▸ TO DO: In the records below, find the line containing "async fn batch_approve(&self, ids: &[PoolRecordId])"; give it again exactly, along with every line that follows, and nothing else.

▸ PROVIDED ENTRIES:
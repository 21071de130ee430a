//! REST implementations of the engine's collaborator traits.

use async_trait::async_trait;
use polisa_core::{
    ApprovalResponse, ChunkResponse, ImportFile, ImportSessionId, NetworkError, PoolRecordId,
    Record, SeriesQuery, SeriesResponse, UploadResponse, ValidationError,
};
use polisa_engine::{ImportGateway, PoolGateway, SeriesSource};
use reqwest::header::{HeaderMap, HeaderName, HeaderValue};
use reqwest::multipart::{Form, Part};
use reqwest::RequestBuilder;
use serde::de::DeserializeOwned;
use serde::Serialize;

use crate::config::{AuthConfig, ConsoleConfig};
use crate::error::ClientError;
use crate::normalize::FieldMapping;
use crate::wire::{
    self, RawApprovalResponse, RawChunkResponse, RawSeriesResponse, RawUploadResponse,
};

pub const SERIES_PATH: &str = "/api/dashboard/series";
pub const IMPORT_UPLOAD_PATH: &str = "/api/imports/upload";
pub const POOL_BATCH_APPROVE_PATH: &str = "/api/pool/batch-approve";

#[derive(Clone)]
pub struct RestClient {
    client: reqwest::Client,
    base_url: String,
    auth_header: HeaderMap,
}

impl RestClient {
    pub fn new(config: &ConsoleConfig) -> Result<Self, ClientError> {
        let client = reqwest::Client::builder()
            .timeout(config.request_timeout())
            .build()?;
        let auth_header = build_auth_headers(&config.auth)?;
        Ok(Self {
            client,
            base_url: config.api_base_url.trim_end_matches('/').to_string(),
            auth_header,
        })
    }

    pub fn base_url(&self) -> &str {
        &self.base_url
    }

    /// Fetch a list endpoint and map its entries through `mapping`.
    ///
    /// The list may arrive bare or wrapped as `{"data": [...]}`. Entries
    /// that cannot be mapped come back separately so the page can show them.
    pub async fn fetch_records(
        &self,
        path: &str,
        mapping: &FieldMapping,
    ) -> Result<(Vec<Record>, Vec<ValidationError>), NetworkError> {
        let body = self.fetch_body(path, self.client.get(self.url(path))).await?;
        mapping
            .decode_list(&body)
            .map_err(|err| NetworkError::Decode {
                endpoint: path.to_string(),
                reason: err.to_string(),
            })
    }

    fn url(&self, path: &str) -> String {
        format!("{}{}", self.base_url, path)
    }

    /// Send `request` and return the body of a successful response.
    async fn fetch_body(&self, endpoint: &str, request: RequestBuilder) -> Result<String, NetworkError> {
        let transport = |err: reqwest::Error| NetworkError::Transport {
            endpoint: endpoint.to_string(),
            reason: err.to_string(),
        };
        let response = request
            .headers(self.auth_header.clone())
            .send()
            .await
            .map_err(transport)?;
        let status = response.status();
        let body = response.text().await.map_err(transport)?;
        if !status.is_success() {
            let message = wire::error_message(&body);
            tracing::warn!(endpoint, status = status.as_u16(), %message, "request rejected");
            return Err(NetworkError::Status {
                endpoint: endpoint.to_string(),
                status: status.as_u16(),
                message,
            });
        }
        Ok(body)
    }

    /// Send `request` and decode the body as `R`, converted into `T`.
    async fn send<R, T>(&self, endpoint: &str, request: RequestBuilder) -> Result<T, NetworkError>
    where
        R: DeserializeOwned + Into<T>,
    {
        let body = self.fetch_body(endpoint, request).await?;
        wire::decode::<R, T>(&body).map_err(|err| NetworkError::Decode {
            endpoint: endpoint.to_string(),
            reason: err.to_string(),
        })
    }
}

/// Query-string pairs for a series request. Each id list is sent as one
/// comma-joined parameter in name order.
pub fn series_params(query: &SeriesQuery) -> Vec<(String, String)> {
    let mut params = vec![
        ("mode".to_string(), query.mode.clone()),
        ("granularity".to_string(), query.granularity.as_str().to_string()),
        (
            "startDate".to_string(),
            query.range.start().format("%Y-%m-%d").to_string(),
        ),
        (
            "endDate".to_string(),
            query.range.end().format("%Y-%m-%d").to_string(),
        ),
    ];
    for (name, ids) in query.filters.normalized().lists() {
        if ids.is_empty() {
            continue;
        }
        let joined = ids
            .iter()
            .map(|id| id.to_string())
            .collect::<Vec<_>>()
            .join(",");
        params.push((name.to_string(), joined));
    }
    params
}

#[derive(Serialize)]
#[serde(rename_all = "camelCase")]
struct ChunkParams {
    skip: u64,
    take: u64,
}

#[derive(Serialize)]
struct BatchApproveBody<'a> {
    ids: &'a [PoolRecordId],
}

#[async_trait]
impl SeriesSource for RestClient {
    async fn fetch_series(&self, query: &SeriesQuery) -> Result<SeriesResponse, NetworkError> {
        let request = self
            .client
            .get(self.url(SERIES_PATH))
            .query(&series_params(query));
        self.send::<RawSeriesResponse, _>(SERIES_PATH, request).await
    }
}

#[async_trait]
impl ImportGateway for RestClient {
    async fn upload(
        &self,
        file: &ImportFile,
        company_id_hint: Option<i64>,
    ) -> Result<UploadResponse, NetworkError> {
        let part = Part::bytes(file.bytes.clone()).file_name(file.file_name.clone());
        let mut form = Form::new().part("file", part);
        if let Some(company_id) = company_id_hint {
            form = form.text("companyId", company_id.to_string());
        }
        let request = self
            .client
            .post(self.url(IMPORT_UPLOAD_PATH))
            .multipart(form);
        self.send::<RawUploadResponse, _>(IMPORT_UPLOAD_PATH, request)
            .await
    }

    async fn confirm_chunk(
        &self,
        session_id: &ImportSessionId,
        skip: u64,
        take: u64,
    ) -> Result<ChunkResponse, NetworkError> {
        let path = format!("/api/imports/{}/confirm", session_id);
        let request = self
            .client
            .post(self.url(&path))
            .query(&ChunkParams { skip, take });
        self.send::<RawChunkResponse, _>(&path, request).await
    }
}

#[async_trait]
impl PoolGateway for RestClient {
    async fn approve(&self, id: &PoolRecordId) -> Result<ApprovalResponse, NetworkError> {
        let path = format!("/api/pool/{}/approve", id);
        let request = self.client.post(self.url(&path));
        self.send::<RawApprovalResponse, _>(&path, request).await
    }

    async fn batch_approve(&self, ids: &[PoolRecordId]) -> Result<ApprovalResponse, NetworkError> {
        let request = self
            .client
            .post(self.url(POOL_BATCH_APPROVE_PATH))
            .json(&BatchApproveBody { ids });
        self.send::<RawApprovalResponse, _>(POOL_BATCH_APPROVE_PATH, request)
            .await
    }
}

fn build_auth_headers(auth: &AuthConfig) -> Result<HeaderMap, ClientError> {
    let mut headers = HeaderMap::new();
    if let Some(api_key) = auth.api_key.as_deref().filter(|k| !k.trim().is_empty()) {
        headers.insert(
            HeaderName::from_static("x-api-key"),
            HeaderValue::from_str(api_key.trim())?,
        );
    }
    if let Some(token) = auth.bearer_token.as_deref().filter(|t| !t.trim().is_empty()) {
        let mut value = HeaderValue::from_str(&format!("Bearer {}", token.trim()))?;
        value.set_sensitive(true);
        headers.insert(reqwest::header::AUTHORIZATION, value);
    }
    Ok(headers)
}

▸ RESULT OF THIS TASK:
    async fn batch_approve(&self, ids: &[PoolRecordId]) -> Result<ApprovalResponse, NetworkError> {
        let request = self
            .client
            .post(self.url(POOL_BATCH_APPROVE_PATH))
            .json(&BatchApproveBody { ids });
        self.send::<RawApprovalResponse, _>(POOL_BATCH_APPROVE_PATH, request)
            .await
    }
}

fn build_auth_headers(auth: &AuthConfig) -> Result<HeaderMap, ClientError> {
    let mut headers = HeaderMap::new();
    if let Some(api_key) = auth.api_key.as_deref().filter(|k| !k.trim().is_empty()) {
        headers.insert(
            HeaderName::from_static("x-api-key"),
            HeaderValue::from_str(api_key.trim())?,
        );
    }
    if let Some(token) = auth.bearer_token.as_deref().filter(|t| !t.trim().is_empty()) {
        let mut value = HeaderValue::from_str(&format!("Bearer {}", token.trim()))?;
        value.set_sensitive(true);
        headers.insert(reqwest::header::AUTHORIZATION, value);
    }
    Ok(headers)
}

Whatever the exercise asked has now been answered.